Problems, problems . . . Before we wrap up here, I should take a moment to look at some of the common problems you may encounter and a few questions you may have.

The CD is amazingly good at automatically booting and running on a huge number of systems, but it isn't perfect. There is only so much software you can pack on one CD, and that includes drivers for hardware. That said, most problems with booting Knoppix can be resolved with the right cheat code.

You might have noticed that when the boot prompt came up it said, "Press F2 for help." Pressing F2 will show you some of the more common cheat codes. Pressing F3 will give you even more. One problem you may run into occurs when some systems return an incorrect amount of memory to Knoppix when it boots. This can cause a kernel panic, among other things. Typing the following will inform Knoppix of the computer's real memory:

knoppix mem=128M

This assumes, of course, that you have 128 megabytes of memory.

Another boot option you might try is the following:

knoppix xkeyboard=us

This will force the graphical X keyboard to use a standard U.S. English layout (assuming you want standard U.S. English).

I started this discussion of cheat codes by showing you how to get around an unknown graphics card. Knoppix tries to figure out the optimal resolution for your monitor, but this may not be what you want. For instance, if your screen came up in 1024x768 mode and you wanted to use 800x600 instead (perhaps the text appears too small), you would enter the following at the "boot:" prompt:

knoppix screen=800x600

Similarly, to get 1024x768 resolution, you would type the following:

knoppix screen=1024x768

A complete list of cheat codes can be found at:

What About the Root Password?

The quick answer is "There isn't one." If you need root access, click on the K menu, go up to the KNOPPIX menu, and select root shell from the menu. By the way, root is the name of the administrator login in the Linux world.

What If My System Can't Boot from the CD-ROM?

There is a diskette boot image included on the WFTL Edition Knoppix CD-ROM should you have a system that won't boot from a CD (this is common with some older BIOS's). If you are currently working from Windows, there's a program called RAWRITE2.EXE on the CD-ROM under the KNOPPIX directory. Get yourself a blank diskette, cd (change directory) to the KNOPPIX directory, and execute RAWRITE2.EXE. You'll be asked for a file name (which is boot.img). Wait a few seconds while the program writes the boot image to your floppy, and then boot from that floppy (you still need the CD <insert appropriate smiley here>).

From Linux, you can change directory (or cd) to the KNOPPIX directory and create a boot diskette with this command:

dd if=boot.img of=/dev/fd0 bs-1440k

Either way, after a few seconds, the diskette will be ready.

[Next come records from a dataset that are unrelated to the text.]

//! Secret generation.
//!
//! Produces URL-safe base64 of random bytes, suitable for
//! `FOLIO_SESSION_SECRET` (use the default of 64 bytes or more) and
//! `FOLIO_ADMIN_SECRET`.

use base64::Engine;
use base64::engine::general_purpose::URL_SAFE_NO_PAD;
use rand::RngCore;
use thiserror::Error;

/// Default byte count; encodes to 86 characters, above the 64 the session
/// key requires.
pub const DEFAULT_SECRET_BYTES: usize = 64;

/// Fewest bytes accepted.
const MIN_SECRET_BYTES: usize = 16;

#[derive(Debug, Error)]
pub enum SecretError {
    #[error("secret must be at least {MIN_SECRET_BYTES} bytes, got {0}")]
    TooShort(usize),
}

/// Generate `bytes` random bytes, base64url-encoded without padding.
///
/// # Errors
///
/// Returns `SecretError::TooShort` below 16 bytes.
pub fn generate(bytes: usize) -> Result<String, SecretError> {
    if bytes < MIN_SECRET_BYTES {
        return Err(SecretError::TooShort(bytes));
    }

    let mut buf = vec![0u8; bytes];
    rand::rng().fill_bytes(&mut buf);
    Ok(URL_SAFE_NO_PAD.encode(buf))
}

Can I Install the WFTL Edition Knoppix on My Hard Disk?

Yes, you can install from the CD to your system. I don't recommend the Knoppix disk as the means by which to install Linux because it is not one of the easiest installs, certainly not as friendly as picking up a copy of Mandrake or SUSE or Fedora. Knoppix is a great distribution to play with and to get used to working with Linux, but not to install.

That said, there is a script on the CD called "knoppix-installer." Wait until the Knoppix CD is fully booted, jump to the root console (either under the KNOPPIX submenu or by jumping out of the graphical system by press ing Ctrl+Alt+F1), and execute the command. The program, which sadly is only so friendly, will walk you through all the steps of installing the Knoppix CD onto your hard drive. Once complete, you can customize your desktop at will and use apt-get (or the graphical Synaptic) to update your system over the Internet.